Strategy for evolving the PAM scope of Nme2Cas9
Having validated the SAC-PACE selection, the ePACE system for high-throughput continuous evolution and the BE-PPA method for profiling PAM compatibility of base editors, we next identified desirable target PAMs for evolving Nme2Cas9. In overnight propagation assays, phage containing Nme2-ABE8e exhibited modest to strong propagation (N3NCG < N3NCA < N3NCT < N3NCC) on the set of 16 N3NCN PAMs, and strong propagation on N3NTC PAMs if the base immediately downstream of the canonical six base pair PAM was a C (PAM position 7, NNNNNNN, counting the canonical PAM as positions 1–6), likely due to PAM slippage (Fig. 1e). This initial activity suggested an overall evolution campaign along two trajectories (Fig. 2b): a more difficult trajectory toward activity on N4TN PAMs that could require several selection stringencies, and a simpler trajectory toward N4CN-active variants. If successful, these variants could together enable targeting of PAM sequences largely complementary to the PAM scope of existing, high-activity SpCas9 variants.
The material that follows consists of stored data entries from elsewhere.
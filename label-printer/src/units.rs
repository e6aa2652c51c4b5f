//! Millimetre to printer-dot conversion
//!
//! Both command languages address a 203 DPI raster, i.e. 8 dots per mm.

/// Device resolution in dots per millimetre
pub const DOTS_PER_MM: f64 = 8.0;

/// Device resolution in dots per inch, as announced in headers
pub const DPI: u32 = 203;

/// Convert millimetres to dots
///
/// Rounds to nearest, ties away from zero. Every coordinate is converted
/// on its own so rounding error never accumulates across elements.
pub fn mm_to_dots(mm: f64) -> i64 {
    (mm * DOTS_PER_MM).round() as i64
}

#[cfg(test)]
mod tests {
    use super::*;

    #[test]
    fn test_zero() {
        assert_eq!(mm_to_dots(0.0), 0);
    }

    #[test]
    fn test_one_inch() {
        assert_eq!(mm_to_dots(25.4), 203);
    }

    #[test]
    fn test_half_dot_rounds_up() {
        // 0.0625 mm = 0.5 dot
        assert_eq!(mm_to_dots(0.0625), 1);
        assert_eq!(mm_to_dots(0.05), 0);
        assert_eq!(mm_to_dots(50.0), 400);
    }

    #[test]
    fn test_monotonic() {
        let mut prev = mm_to_dots(0.0);
        for i in 1..=2000 {
            let dots = mm_to_dots(i as f64 * 0.037);
            assert!(dots >= prev, "not monotonic at step {}", i);
            prev = dots;
        }
    }
}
a, SAC-PACE modifications increasing selection stringency. Left, original selection scheme; middle, split SAC-PACE selection and right, dual-PAM split SAC-PACE. b, Evolution campaigns toward Nme2Cas9 variants with N4CN or N4TN PAM compatibility. c, Summary heat map showing ABE-PPA activity for representative variants across both evolutionary trajectories. Values plotted are raw observed percentage A•T-to-G•C conversion for one replicate of each base editor. d, Mutation overview of the eNme2-C variant, mapped onto the crystal structure of wild-type Nme2Cas9 (Protein Data Bank (PDB) 6JE3), mutated positions are shown in blue. The inset shows the wild-type PAM and PAM-interacting residues (D1028, R1033), with evolved mutations listed. e, Summary dot plots showing the progression of mammalian cell adenine base editing activity at eight N4CN PAM-containing sites for representative variants from the N4CN evolution trajectory. f, Mutation overview of the eNme2-T.1 and eNme2-T.2 variants, mapped onto the crystal structure of wild-type Nme2Cas9 (PDB 6JE3). Positions mutated in both variants are shown in yellow. Mutations unique to eNme2-T.1 are shown in light green. Mutations unique to eNme2-T.2 are shown in dark green. The insets show the wild-type PAM and PAM-interacting residues (D1028, R1033), along with new mutations listed. g, Summary dot plots showing the progression of mammalian cell adenine base editing activity at eight N4TN PAM-containing sites for representative variants from the N4TN evolution trajectory. For e and g, each point represents the average editing of n = 3 independent biological replicates measured at the maximally edited position within each genomic site. Mean ± s.e.m. is shown and reflects the average activity and standard error of the pooled genomic site averages. NS, P > 0.05; *P ≤ 0.05; **P ≤ 0.01, ***P ≤ 0.001, ****P ≤ 0.0001. P values determined by Sidak’s multiple comparisons test following ordinary one-way analysis of variance.